* INSTRUCTIONS FOR THE TASK
Each line of the data below containing "already" needs to be listed.

[Saved entries]
::::::::::
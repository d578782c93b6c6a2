use tokio::net::TcpListener;

use crate::config::AppConfig;
use crate::database::{self, Database};
use crate::routes;
use crate::state::AppState;

/// Open the store, bind and serve until Ctrl-C.
pub async fn serve(config: AppConfig, in_memory: bool) -> anyhow::Result<()> {
    tracing::info!("Starting todo-notes-api in {:?} mode", config.environment);

    let db = if in_memory {
        tracing::warn!("Using the in-memory store; data is lost on exit");
        Database::in_memory()
    } else {
        let pool = database::connect(&config.database).await?;
        if config.database.run_migrations {
            database::migrate(&pool).await?;
        }
        Database::postgres(pool)
    };

    let bind_addr = config.bind_addr();
    let state = AppState::new(config, db)?;
    let listener = TcpListener::bind(&bind_addr).await?;

    tracing::info!("Listening on http://{}", listener.local_addr()?);

    axum::serve(listener, routes::app(state))
        .with_graceful_shutdown(shutdown_signal())
        .await?;

    tracing::info!("Server stopped");
    Ok(())
}

async fn shutdown_signal() {
    if let Err(e) = tokio::signal::ctrl_c().await {
        tracing::error!("Failed to listen for shutdown signal: {}", e);
    }
}
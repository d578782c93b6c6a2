// handlers/public/auth/signup.rs - POST /api/auth/signup handler

use axum::{extract::rejection::JsonRejection, extract::State, Json};

use crate::middleware::{Ack, ApiResponse, ApiResult};
use crate::services::account::{self, SignUpRequest};
use crate::state::AppState;

/// POST /api/auth/signup - Register an account.
///
/// ```json
/// { "name": "Ada", "email": "ada@example.com", "password": "hunter2" }
/// ```
///
/// Responds 201 `{"success": true}`; the client signs in separately.
pub async fn signup(State(state): State<AppState>, body: Result<Json<SignUpRequest>, JsonRejection>) -> ApiResult<Ack> {
    let Json(request) = body?;
    account::sign_up(&state, request).await?;
    Ok(ApiResponse::created(Ack::ok()))
}
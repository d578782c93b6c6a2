use async_trait::async_trait;
use chrono::Utc;
use tokio::sync::RwLock;
use uuid::Uuid;

use super::models::{NewUser, Resource, User};
use super::{ResourceStore, StoreError, UserStore};

/// In-memory account table for tests and `serve --in-memory`.
#[derive(Default)]
pub struct MemoryUsers {
    rows: RwLock<Vec<User>>,
}

#[async_trait]
impl UserStore for MemoryUsers {
    async fn find_by_email(&self, email: &str) -> Result<Option<User>, StoreError> {
        let rows = self.rows.read().await;
        Ok(rows.iter().find(|u| u.email == email).cloned())
    }

    async fn create(&self, user: NewUser) -> Result<User, StoreError> {
        let mut rows = self.rows.write().await;
        if rows.iter().any(|u| u.email == user.email) {
            return Err(StoreError::Conflict("Email already exists".to_string()));
        }

        let row = User {
            id: Uuid::new_v4(),
            name: user.name,
            email: user.email,
            password_hash: user.password_hash,
            created_at: Utc::now(),
        };
        rows.push(row.clone());
        Ok(row)
    }
}

/// In-memory table of owned rows, kept in insertion order.
pub struct MemoryTable<R> {
    rows: RwLock<Vec<R>>,
}

impl<R> Default for MemoryTable<R> {
    fn default() -> Self {
        Self {
            rows: RwLock::new(Vec::new()),
        }
    }
}

#[async_trait]
impl<R: Resource> ResourceStore<R> for MemoryTable<R> {
    async fn find(&self, id: Uuid) -> Result<Option<R>, StoreError> {
        let rows = self.rows.read().await;
        Ok(rows.iter().find(|r| r.id() == id).cloned())
    }

    async fn list_for_owner(&self, owner_id: Uuid) -> Result<Vec<R>, StoreError> {
        let rows = self.rows.read().await;
        // Newest insert first, so equal timestamps still list newest first.
        let mut owned: Vec<R> = rows
            .iter()
            .rev()
            .filter(|r| r.is_owned_by(owner_id))
            .cloned()
            .collect();
        owned.sort_by(|a, b| b.recency().cmp(&a.recency()));
        Ok(owned)
    }

    async fn insert(&self, resource: &R) -> Result<R, StoreError> {
        let mut rows = self.rows.write().await;
        if rows.iter().any(|r| r.id() == resource.id()) {
            return Err(StoreError::Backend(format!("duplicate id {}", resource.id())));
        }
        rows.push(resource.clone());
        Ok(resource.clone())
    }

    async fn update(&self, resource: &R) -> Result<Option<R>, StoreError> {
        let mut rows = self.rows.write().await;
        let slot = rows
            .iter_mut()
            .find(|r| r.id() == resource.id() && r.is_owned_by(resource.owner_id()));

        Ok(slot.map(|row| {
            *row = resource.clone();
            resource.clone()
        }))
    }

    async fn delete(&self, id: Uuid, owner_id: Uuid) -> Result<bool, StoreError> {
        let mut rows = self.rows.write().await;
        let before = rows.len();
        rows.retain(|r| !(r.id() == id && r.is_owned_by(owner_id)));
        Ok(rows.len() != before)
    }
}
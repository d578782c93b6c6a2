use once_cell::sync::Lazy;
use std::env;
use std::fmt;
use thiserror::Error;

#[derive(Debug, Clone)]
pub struct AppConfig {
    pub environment: Environment,
    pub server: ServerConfig,
    pub database: DatabaseConfig,
    pub security: SecurityConfig,
    pub routing: RoutingConfig,
}

#[derive(Debug, Clone, Copy, PartialEq, Eq)]
pub enum Environment {
    Development,
    Staging,
    Production,
}

#[derive(Debug, Clone)]
pub struct ServerConfig {
    pub host: String,
    pub port: u16,
}

#[derive(Debug, Clone)]
pub struct DatabaseConfig {
    pub url: Option<String>,
    pub max_connections: u32,
    pub connection_timeout: u64,
    pub run_migrations: bool,
}

#[derive(Clone)]
pub struct SecurityConfig {
    pub jwt_secret: String,
    pub bcrypt_cost: u32,
    pub secure_cookies: bool,
    pub enable_cors: bool,
    pub cors_origins: Vec<String>,
}

/// Path prefixes the edge filter works with.
#[derive(Debug, Clone)]
pub struct RoutingConfig {
    pub page_prefixes: Vec<String>,
    pub api_prefixes: Vec<String>,
    pub signin_path: String,
}

#[derive(Debug, Error, PartialEq, Eq)]
pub enum ConfigError {
    #[error("JWT_SECRET must be set to a non-empty value")]
    MissingJwtSecret,

    #[error("bcrypt cost {0} is outside the supported range 4..=31")]
    InvalidBcryptCost(u32),
}

impl fmt::Debug for SecurityConfig {
    fn fmt(&self, f: &mut fmt::Formatter<'_>) -> fmt::Result {
        f.debug_struct("SecurityConfig")
            .field("jwt_secret", &"<redacted>")
            .field("bcrypt_cost", &self.bcrypt_cost)
            .field("secure_cookies", &self.secure_cookies)
            .field("enable_cors", &self.enable_cors)
            .field("cors_origins", &self.cors_origins)
            .finish()
    }
}

impl AppConfig {
    pub fn from_env() -> Self {
        let environment = match env::var("APP_ENV").as_deref() {
            Ok("production") | Ok("prod") => Environment::Production,
            Ok("staging") | Ok("stage") => Environment::Staging,
            _ => Environment::Development,
        };

        // Set defaults based on environment, then override with specific env vars
        match environment {
            Environment::Production => Self::production(),
            Environment::Staging => Self::staging(),
            Environment::Development => Self::development(),
        }
        .with_env_overrides()
    }

    fn with_env_overrides(mut self) -> Self {
        // Server overrides
        if let Ok(v) = env::var("HOST") {
            self.server.host = v;
        }
        if let Ok(v) = env::var("PORT") {
            self.server.port = v.parse().unwrap_or(self.server.port);
        }

        // Database overrides
        if let Ok(v) = env::var("DATABASE_URL") {
            self.database.url = Some(v).filter(|s| !s.trim().is_empty());
        }
        if let Ok(v) = env::var("DATABASE_MAX_CONNECTIONS") {
            self.database.max_connections = v.parse().unwrap_or(self.database.max_connections);
        }
        if let Ok(v) = env::var("DATABASE_CONNECTION_TIMEOUT") {
            self.database.connection_timeout = v.parse().unwrap_or(self.database.connection_timeout);
        }
        if let Ok(v) = env::var("DATABASE_RUN_MIGRATIONS") {
            self.database.run_migrations = v.parse().unwrap_or(self.database.run_migrations);
        }

        // Security overrides
        if let Ok(v) = env::var("JWT_SECRET") {
            self.security.jwt_secret = v;
        }
        if let Ok(v) = env::var("SECURITY_BCRYPT_COST") {
            self.security.bcrypt_cost = v.parse().unwrap_or(self.security.bcrypt_cost);
        }
        if let Ok(v) = env::var("SECURITY_SECURE_COOKIES") {
            self.security.secure_cookies = v.parse().unwrap_or(self.security.secure_cookies);
        }
        if let Ok(v) = env::var("SECURITY_ENABLE_CORS") {
            self.security.enable_cors = v.parse().unwrap_or(self.security.enable_cors);
        }
        if let Ok(v) = env::var("SECURITY_CORS_ORIGINS") {
            self.security.cors_origins = split_list(&v);
        }

        // Edge filter overrides
        if let Ok(v) = env::var("ROUTING_PAGE_PREFIXES") {
            self.routing.page_prefixes = split_list(&v);
        }
        if let Ok(v) = env::var("ROUTING_API_PREFIXES") {
            self.routing.api_prefixes = split_list(&v);
        }
        if let Ok(v) = env::var("ROUTING_SIGNIN_PATH") {
            self.routing.signin_path = v;
        }

        self
    }

    /// Checks settings the service cannot safely start without.
    pub fn validate(&self) -> Result<(), ConfigError> {
        if self.security.jwt_secret.trim().is_empty() {
            return Err(ConfigError::MissingJwtSecret);
        }
        if !(4..=31).contains(&self.security.bcrypt_cost) {
            return Err(ConfigError::InvalidBcryptCost(self.security.bcrypt_cost));
        }
        Ok(())
    }

    pub fn bind_addr(&self) -> String {
        format!("{}:{}", self.server.host, self.server.port)
    }

    pub fn development() -> Self {
        Self {
            environment: Environment::Development,
            server: ServerConfig {
                host: "127.0.0.1".to_string(),
                port: 3000,
            },
            database: DatabaseConfig {
                url: None,
                max_connections: 5,
                connection_timeout: 30,
                run_migrations: true,
            },
            security: SecurityConfig {
                jwt_secret: String::new(),
                bcrypt_cost: 10,
                secure_cookies: false,
                enable_cors: true,
                // Empty: any origin is echoed back (see routes::cors_layer)
                cors_origins: Vec::new(),
            },
            routing: RoutingConfig::default(),
        }
    }

    pub fn staging() -> Self {
        Self {
            environment: Environment::Staging,
            server: ServerConfig {
                host: "0.0.0.0".to_string(),
                port: 3000,
            },
            database: DatabaseConfig {
                url: None,
                max_connections: 10,
                connection_timeout: 10,
                run_migrations: true,
            },
            security: SecurityConfig {
                jwt_secret: String::new(),
                bcrypt_cost: 10,
                secure_cookies: true,
                enable_cors: true,
                cors_origins: vec!["https://staging.example.com".to_string()],
            },
            routing: RoutingConfig::default(),
        }
    }

    pub fn production() -> Self {
        Self {
            environment: Environment::Production,
            server: ServerConfig {
                host: "0.0.0.0".to_string(),
                port: 3000,
            },
            database: DatabaseConfig {
                url: None,
                max_connections: 20,
                connection_timeout: 5,
                run_migrations: false,
            },
            security: SecurityConfig {
                jwt_secret: String::new(),
                bcrypt_cost: 12,
                secure_cookies: true,
                enable_cors: false,
                cors_origins: Vec::new(),
            },
            routing: RoutingConfig::default(),
        }
    }
}

impl Default for RoutingConfig {
    fn default() -> Self {
        Self {
            page_prefixes: vec!["/".to_string()],
            api_prefixes: vec!["/api".to_string()],
            signin_path: "/auth/signin".to_string(),
        }
    }
}

fn split_list(raw: &str) -> Vec<String> {
    raw.split(',')
        .map(|s| s.trim().to_string())
        .filter(|s| !s.is_empty())
        .collect()
}

/// Strips the password from a connection URL so it can be logged.
pub fn redact_database_url(raw: &str) -> String {
    match url::Url::parse(raw) {
        Ok(mut url) => {
            if url.password().is_some() {
                let _ = url.set_password(Some("****"));
            }
            url.into()
        }
        Err(_) => "<unparseable database url>".to_string(),
    }
}

// Global singleton config - initialized once at startup
pub static CONFIG: Lazy<AppConfig> = Lazy::new(AppConfig::from_env);

// Convenience function for accessing config
pub fn config() -> &'static AppConfig {
    &CONFIG
}
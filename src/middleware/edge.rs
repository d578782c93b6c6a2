// middleware/edge.rs - request-level gate for page loads
//
// Pages under a configured prefix redirect to the sign-in page when the
// request carries no verifiable session cookie. API paths are passed through
// untouched: their handlers run the credential gate and answer with JSON.

use axum::{
    extract::{Request, State},
    middleware::Next,
    response::{IntoResponse, Redirect, Response},
};

use super::auth::token_from_headers;
use crate::config::RoutingConfig;
use crate::state::AppState;

#[derive(Debug, Clone, Copy, PartialEq, Eq)]
pub enum EdgeDecision {
    Pass,
    RedirectToSignIn,
}

/// `path` is `prefix` itself or lies below it. `/` therefore only matches the root.
pub fn path_matches(path: &str, prefix: &str) -> bool {
    path == prefix || path.starts_with(&format!("{}/", prefix))
}

/// Decide what to do with a request. `has_valid_session` is only consulted
/// for page paths.
pub fn decide(routing: &RoutingConfig, path: &str, has_valid_session: impl FnOnce() -> bool) -> EdgeDecision {
    let is_page = routing.page_prefixes.iter().any(|p| path_matches(path, p));
    if !is_page {
        return EdgeDecision::Pass;
    }

    let is_api = routing.api_prefixes.iter().any(|p| path_matches(path, p));
    if is_api {
        return EdgeDecision::Pass;
    }

    if has_valid_session() {
        EdgeDecision::Pass
    } else {
        EdgeDecision::RedirectToSignIn
    }
}

pub async fn edge_filter(State(state): State<AppState>, request: Request, next: Next) -> Response {
    let routing = &state.config.routing;
    let path = request.uri().path().to_string();

    let decision = decide(routing, &path, || {
        token_from_headers(request.headers())
            .map(|token| state.tokens.verify(&token).is_ok())
            .unwrap_or(false)
    });

    match decision {
        EdgeDecision::Pass => next.run(request).await,
        EdgeDecision::RedirectToSignIn => {
            tracing::debug!("Redirecting unauthenticated page load of {} to sign-in", path);
            Redirect::temporary(&routing.signin_path).into_response()
        }
    }
}
use chrono::{DateTime, Utc};
use serde::{Deserialize, Serialize};
use sqlx::FromRow;
use uuid::Uuid;

use super::{clearable_timestamp, non_blank, optional_timestamp, OwnedResource, Resource};
use crate::database::{Database, ResourceStore};
use crate::error::ApiError;

#[derive(Debug, Clone, PartialEq, Serialize, FromRow)]
#[serde(rename_all = "camelCase")]
pub struct Todo {
    pub id: Uuid,
    pub title: String,
    pub description: Option<String>,
    pub deadline: Option<DateTime<Utc>>,
    pub completed: bool,
    pub user_id: Uuid,
    pub created_at: DateTime<Utc>,
    pub updated_at: DateTime<Utc>,
}

/// POST /api/todos body. Unknown fields such as `userId` are ignored.
#[derive(Debug, Default, Deserialize)]
pub struct TodoDraft {
    pub title: Option<String>,
    pub description: Option<String>,
    #[serde(default, deserialize_with = "optional_timestamp")]
    pub deadline: Option<DateTime<Utc>>,
}

/// PUT /api/todos/:id body.
#[derive(Debug, Default, Clone, Deserialize)]
pub struct TodoPatch {
    pub title: Option<String>,
    pub description: Option<String>,
    /// `Some(None)` clears the stored deadline.
    #[serde(default, deserialize_with = "clearable_timestamp")]
    pub deadline: Option<Option<DateTime<Utc>>>,
    pub completed: Option<bool>,
}

impl OwnedResource for Todo {
    fn id(&self) -> Uuid {
        self.id
    }

    fn owner_id(&self) -> Uuid {
        self.user_id
    }
}

impl Resource for Todo {
    type Draft = TodoDraft;
    type Patch = TodoPatch;

    const KIND: &'static str = "Todo";

    fn from_draft(owner_id: Uuid, draft: TodoDraft, now: DateTime<Utc>) -> Result<Self, ApiError> {
        let title = non_blank(draft.title).ok_or_else(|| ApiError::validation("Title is required"))?;

        Ok(Self {
            id: Uuid::new_v4(),
            title,
            description: non_blank(draft.description),
            deadline: draft.deadline,
            completed: false,
            user_id: owner_id,
            created_at: now,
            updated_at: now,
        })
    }

    fn apply_patch(&mut self, patch: TodoPatch, now: DateTime<Utc>) {
        // A blank title would leave the todo unnamed; keep the stored one.
        if let Some(title) = non_blank(patch.title) {
            self.title = title;
        }
        // An explicit empty description clears it.
        if let Some(description) = patch.description {
            self.description = non_blank(Some(description));
        }
        // An explicit empty deadline clears it, like description.
        if let Some(deadline) = patch.deadline {
            self.deadline = deadline;
        }
        if let Some(completed) = patch.completed {
            self.completed = completed;
        }
        self.updated_at = now;
    }

    fn recency(&self) -> DateTime<Utc> {
        self.created_at
    }

    fn store(db: &Database) -> &dyn ResourceStore<Self> {
        db.todos()
    }
}
mod common;

use anyhow::Result;
use chrono::{Duration, Utc};
use reqwest::StatusCode;
use serde_json::{json, Value};

use common::{cookie, TestServer, PASSWORD, SECRET};
use todo_notes_api::auth::TokenCodec;

#[tokio::test]
async fn health_endpoint_responds() -> Result<()> {
    let server = TestServer::start().await?;

    let res = server.get("/health", None).await?;
    assert_eq!(res.status(), StatusCode::OK);
    assert_eq!(res.json::<Value>().await?, json!({ "status": "ok" }));
    Ok(())
}

#[tokio::test]
async fn signin_token_passes_the_gate() -> Result<()> {
    let server = TestServer::start().await?;
    let session = server.user("ada@example.com").await?;

    let res = server.get("/api/auth", Some(&session)).await?;
    assert_eq!(res.status(), StatusCode::OK);
    assert_eq!(
        res.json::<Value>().await?,
        json!({ "name": "Test User", "email": "ada@example.com" })
    );
    Ok(())
}

#[tokio::test]
async fn signin_sets_cookie_and_returns_token() -> Result<()> {
    let server = TestServer::start().await?;
    server.signup("ada@example.com", PASSWORD).await?;

    let res = server
        .client
        .post(server.url("/api/auth/signin"))
        .json(&json!({ "email": "ada@example.com", "password": PASSWORD }))
        .send()
        .await?;
    assert_eq!(res.status(), StatusCode::OK);

    let set_cookie = res
        .headers()
        .get(reqwest::header::SET_COOKIE)
        .and_then(|v| v.to_str().ok())
        .map(str::to_string)
        .unwrap_or_default();
    let body: Value = res.json().await?;

    assert_eq!(body["success"], true);
    let token = body["token"].as_str().unwrap();
    assert!(set_cookie.starts_with(&format!("token={}", token)));
    assert!(set_cookie.contains("SameSite=Strict"));
    Ok(())
}

#[tokio::test]
async fn missing_or_bad_tokens_are_401() -> Result<()> {
    let server = TestServer::start().await?;
    let session = server.user("ada@example.com").await?;

    let res = server.get("/api/auth", None).await?;
    assert_eq!(res.status(), StatusCode::UNAUTHORIZED);
    assert_eq!(res.json::<Value>().await?["error"], "No token provided");

    // Flip a character in the middle of the signature
    let at = session.rfind('.').unwrap() + 10;
    let mut tampered = session.clone();
    let flipped = if &session[at..at + 1] == "A" { "B" } else { "A" };
    tampered.replace_range(at..at + 1, flipped);
    let res = server.get("/api/auth", Some(&tampered)).await?;
    assert_eq!(res.status(), StatusCode::UNAUTHORIZED);
    assert_eq!(res.json::<Value>().await?["error"], "Invalid token");

    let codec = TokenCodec::new(SECRET)?;
    let expired = codec.issue_at("ada@example.com", Utc::now() - Duration::days(31))?;
    let res = server.get("/api/auth", Some(&cookie(&expired))).await?;
    assert_eq!(res.status(), StatusCode::UNAUTHORIZED);

    let foreign = TokenCodec::new("some-other-secret")?.issue("ada@example.com")?;
    let res = server.get("/api/auth", Some(&cookie(&foreign))).await?;
    assert_eq!(res.status(), StatusCode::UNAUTHORIZED);
    Ok(())
}

#[tokio::test]
async fn token_for_unknown_account_is_404() -> Result<()> {
    let server = TestServer::start().await?;
    let token = TokenCodec::new(SECRET)?.issue("nobody@example.com")?;

    let res = server.get("/api/todos", Some(&cookie(&token))).await?;
    assert_eq!(res.status(), StatusCode::NOT_FOUND);
    assert_eq!(res.json::<Value>().await?["error"], "User not found");
    Ok(())
}

#[tokio::test]
async fn duplicate_signup_is_409_and_changes_nothing() -> Result<()> {
    let server = TestServer::start().await?;
    assert_eq!(server.signup("ada@example.com", PASSWORD).await?, StatusCode::CREATED);

    let res = server
        .client
        .post(server.url("/api/auth/signup"))
        .json(&json!({ "name": "Impostor", "email": "ada@example.com", "password": "other" }))
        .send()
        .await?;
    assert_eq!(res.status(), StatusCode::CONFLICT);
    assert_eq!(res.json::<Value>().await?["error"], "Email already exists");

    // Original credentials and profile survive
    let session = server.signin("ada@example.com", PASSWORD).await?;
    let profile: Value = server.get("/api/auth", Some(&session)).await?.json().await?;
    assert_eq!(profile["name"], "Test User");
    Ok(())
}

#[tokio::test]
async fn signup_validation() -> Result<()> {
    let server = TestServer::start().await?;

    let res = server
        .client
        .post(server.url("/api/auth/signup"))
        .json(&json!({ "email": "ada@example.com" }))
        .send()
        .await?;
    assert_eq!(res.status(), StatusCode::BAD_REQUEST);
    assert_eq!(res.json::<Value>().await?["code"], "VALIDATION_ERROR");
    Ok(())
}

#[tokio::test]
async fn signin_failures() -> Result<()> {
    let server = TestServer::start().await?;
    server.signup("ada@example.com", PASSWORD).await?;

    let attempt = |email: &'static str, password: &'static str| {
        server
            .client
            .post(server.url("/api/auth/signin"))
            .json(&json!({ "email": email, "password": password }))
            .send()
    };

    let res = attempt("ada@example.com", "wrong").await?;
    assert_eq!(res.status(), StatusCode::UNAUTHORIZED);
    assert_eq!(res.json::<Value>().await?["error"], "Invalid credentials");

    let res = attempt("bob@example.com", PASSWORD).await?;
    assert_eq!(res.status(), StatusCode::NOT_FOUND);
    assert_eq!(res.json::<Value>().await?["error"], "User not found");

    let res = attempt("", "").await?;
    assert_eq!(res.status(), StatusCode::BAD_REQUEST);
    Ok(())
}

#[tokio::test]
async fn signout_expires_cookie_but_token_stays_valid() -> Result<()> {
    let server = TestServer::start().await?;
    let session = server.user("ada@example.com").await?;

    let res = server
        .client
        .post(server.url("/api/auth/signout"))
        .header(reqwest::header::COOKIE, &session)
        .send()
        .await?;
    assert_eq!(res.status(), StatusCode::OK);
    let set_cookie = res
        .headers()
        .get(reqwest::header::SET_COOKIE)
        .and_then(|v| v.to_str().ok())
        .map(str::to_string)
        .unwrap_or_default();
    assert!(set_cookie.starts_with("token=;"));
    assert!(set_cookie.contains("Max-Age=0"));

    // No server-side revocation
    let res = server.get("/api/auth", Some(&session)).await?;
    assert_eq!(res.status(), StatusCode::OK);
    Ok(())
}
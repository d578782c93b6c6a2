// handlers/public/auth/signout.rs - POST /api/auth/signout handler

use axum::extract::State;
use axum_extra::extract::cookie::CookieJar;

use super::signin::session_cookie;
use crate::middleware::{Ack, ApiResponse};
use crate::state::AppState;

/// POST /api/auth/signout - Expire the session cookie.
///
/// The token itself stays valid until it expires; there is no server-side
/// revocation list.
pub async fn signout(State(state): State<AppState>, jar: CookieJar) -> (CookieJar, ApiResponse<Ack>) {
    // Added rather than `jar.remove`d so the expiry is sent even when the
    // request carried no cookie.
    let mut cookie = session_cookie(String::new(), state.config.security.secure_cookies);
    cookie.make_removal();
    (jar.add(cookie), ApiResponse::success(Ack::ok()))
}
use std::time::Duration;

use sqlx::{postgres::PgPoolOptions, PgPool};
use tracing::info;

use super::StoreError;
use crate::config::{redact_database_url, DatabaseConfig};

/// Open the connection pool described by `config`.
pub async fn connect(config: &DatabaseConfig) -> Result<PgPool, StoreError> {
    let url = config
        .url
        .as_deref()
        .ok_or(StoreError::ConfigMissing("DATABASE_URL"))?;

    let pool = PgPoolOptions::new()
        .max_connections(config.max_connections)
        .acquire_timeout(Duration::from_secs(config.connection_timeout))
        .connect(url)
        .await?;

    info!("Created database pool for: {}", redact_database_url(url));
    Ok(pool)
}

/// Apply pending migrations from `migrations/`.
pub async fn migrate(pool: &PgPool) -> Result<(), StoreError> {
    sqlx::migrate!("./migrations").run(pool).await?;
    info!("Database migrations applied");
    Ok(())
}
::::::::::
* REPLY TO THE TASK
            return Err(StoreError::Conflict("Email already exists".to_string()));
    assert_eq!(res.json::<Value>().await?["error"], "Email already exists");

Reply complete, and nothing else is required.